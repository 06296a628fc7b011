use chrono::Local;
use ratatui::Frame;
use ratatui::layout::Rect;
use ratatui::style::{Color, Modifier, Style};
use ratatui::text::Line;
use ratatui::widgets::{Block, BorderType, Padding, Paragraph, Widget};

use crate::core::message::{Message as ChatMessage, Sender};
use crate::tui::component::Component;

/// Horizontal padding (per side) between the border and text content.
const CONTENT_PAD_H: u16 = 1;
/// Total horizontal space consumed by borders (1 left + 1 right) and padding.
const HORIZONTAL_OVERHEAD: u16 = 2 + CONTENT_PAD_H * 2;
/// Total vertical space consumed by borders (1 top + 1 bottom).
const VERTICAL_OVERHEAD: u16 = 2;

const THINKING_FRAMES: [&str; 4] = ["thinking", "thinking.", "thinking..", "thinking..."];

/// One wrapped row of a message body.
#[derive(Debug, PartialEq, Eq)]
enum BodyLine {
    Text(String),
    Action(String),
}

/// Renders one transcript entry as a bordered box.
///
/// Created fresh each frame by `MessageList`. Text is wrapped with
/// `textwrap` both for [`calculate_height`](Self::calculate_height) and for
/// rendering, so the predicted height always matches what is drawn.
#[derive(Clone, Copy)]
pub struct Message<'a> {
    pub message: &'a ChatMessage,
    pub twin_name: &'a str,
    pub spinner_frame: usize,
}

impl<'a> Message<'a> {
    pub fn new(message: &'a ChatMessage, twin_name: &'a str, spinner_frame: usize) -> Self {
        Self {
            message,
            twin_name,
            spinner_frame,
        }
    }

    pub fn calculate_height(message: &ChatMessage, width: u16) -> u16 {
        let content_width = width.saturating_sub(HORIZONTAL_OVERHEAD);
        if content_width == 0 {
            // Too narrow for borders; still take a row
            return 1;
        }
        let lines = body_lines(message, content_width, 0);
        (lines.len() as u16).max(1) + VERTICAL_OVERHEAD
    }

    fn title(&self) -> String {
        let time = self
            .message
            .timestamp
            .with_timezone(&Local)
            .format("%H:%M");
        match self.message.sender {
            Sender::User => match self.message.status {
                Some(status) => format!(" you {time} {} ", status.glyph()),
                None => format!(" you {time} "),
            },
            Sender::Twin if self.message.thinking => format!(" {} ", self.twin_name),
            Sender::Twin => format!(" {} {time} ", self.twin_name),
        }
    }
}

pub fn sender_style(message: &ChatMessage) -> Style {
    if message.thinking {
        return Style::default()
            .fg(Color::DarkGray)
            .add_modifier(Modifier::ITALIC);
    }
    match message.sender {
        Sender::User => Style::default().fg(Color::Green),
        Sender::Twin => Style::default().fg(Color::Blue),
    }
}

/// Wrapped body text followed by the suggested actions.
fn body_lines(message: &ChatMessage, content_width: u16, spinner_frame: usize) -> Vec<BodyLine> {
    if message.thinking {
        let frame = THINKING_FRAMES[spinner_frame % THINKING_FRAMES.len()];
        return vec![BodyLine::Text(frame.to_string())];
    }

    let options = textwrap::Options::new(content_width as usize)
        .break_words(true)
        .word_separator(textwrap::WordSeparator::AsciiSpace);

    let mut lines: Vec<BodyLine> = textwrap::wrap(message.text.trim(), &options)
        .into_iter()
        .map(|l| BodyLine::Text(l.into_owned()))
        .collect();
    for action in &message.actions {
        let label = format!("→ {}", action.label);
        lines.extend(
            textwrap::wrap(&label, &options)
                .into_iter()
                .map(|l| BodyLine::Action(l.into_owned())),
        );
    }
    lines
}

impl<'a> Widget for Message<'a> {
    fn render(self, area: Rect, buf: &mut ratatui::buffer::Buffer) {
        let style = sender_style(self.message);
        let border_style = style.add_modifier(Modifier::DIM);
        let action_style = Style::default().fg(Color::Cyan);

        let block = Block::bordered()
            .title(self.title())
            .border_type(BorderType::Rounded)
            .border_style(border_style)
            .title_style(border_style)
            .padding(Padding::horizontal(CONTENT_PAD_H));
        let inner_area = block.inner(area);
        block.render(area, buf);

        if inner_area.width == 0 {
            return;
        }
        let lines: Vec<Line> = body_lines(self.message, inner_area.width, self.spinner_frame)
            .into_iter()
            .map(|line| match line {
                BodyLine::Text(text) => Line::styled(text, style),
                BodyLine::Action(text) => Line::styled(text, action_style),
            })
            .collect();

        Paragraph::new(lines).render(inner_area, buf);
    }
}

impl<'a> Component for Message<'a> {
    fn render(&mut self, frame: &mut Frame, area: Rect) {
        frame.render_widget(*self, area);
    }
}
//! Sum formatting for the calculator API.
//!
//! Integer sums wrap on 32-bit overflow. Floats use the shortest representation
//! that round-trips, so `5.0` prints as `5`.

pub fn sum(num1: i32, num2: i32) -> String {
    format!("{} + {} = {}.", num1, num2, num1.wrapping_add(num2))
}

pub fn sum_ints(num1: i32, num2: i32) -> String {
    format!("[ints]  {}", sum(num1, num2))
}

pub fn sum_doubles(num1: f64, num2: f64) -> String {
    format!("[doubles]  {} + {} = {}.", num1, num2, num1 + num2)
}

---

* INSTRUCTIONS TO FOLLOW *
Go through the records above and report how many lines contain "usize". Write the number only.

* SOLUTION TO THIS EXERCISE *
4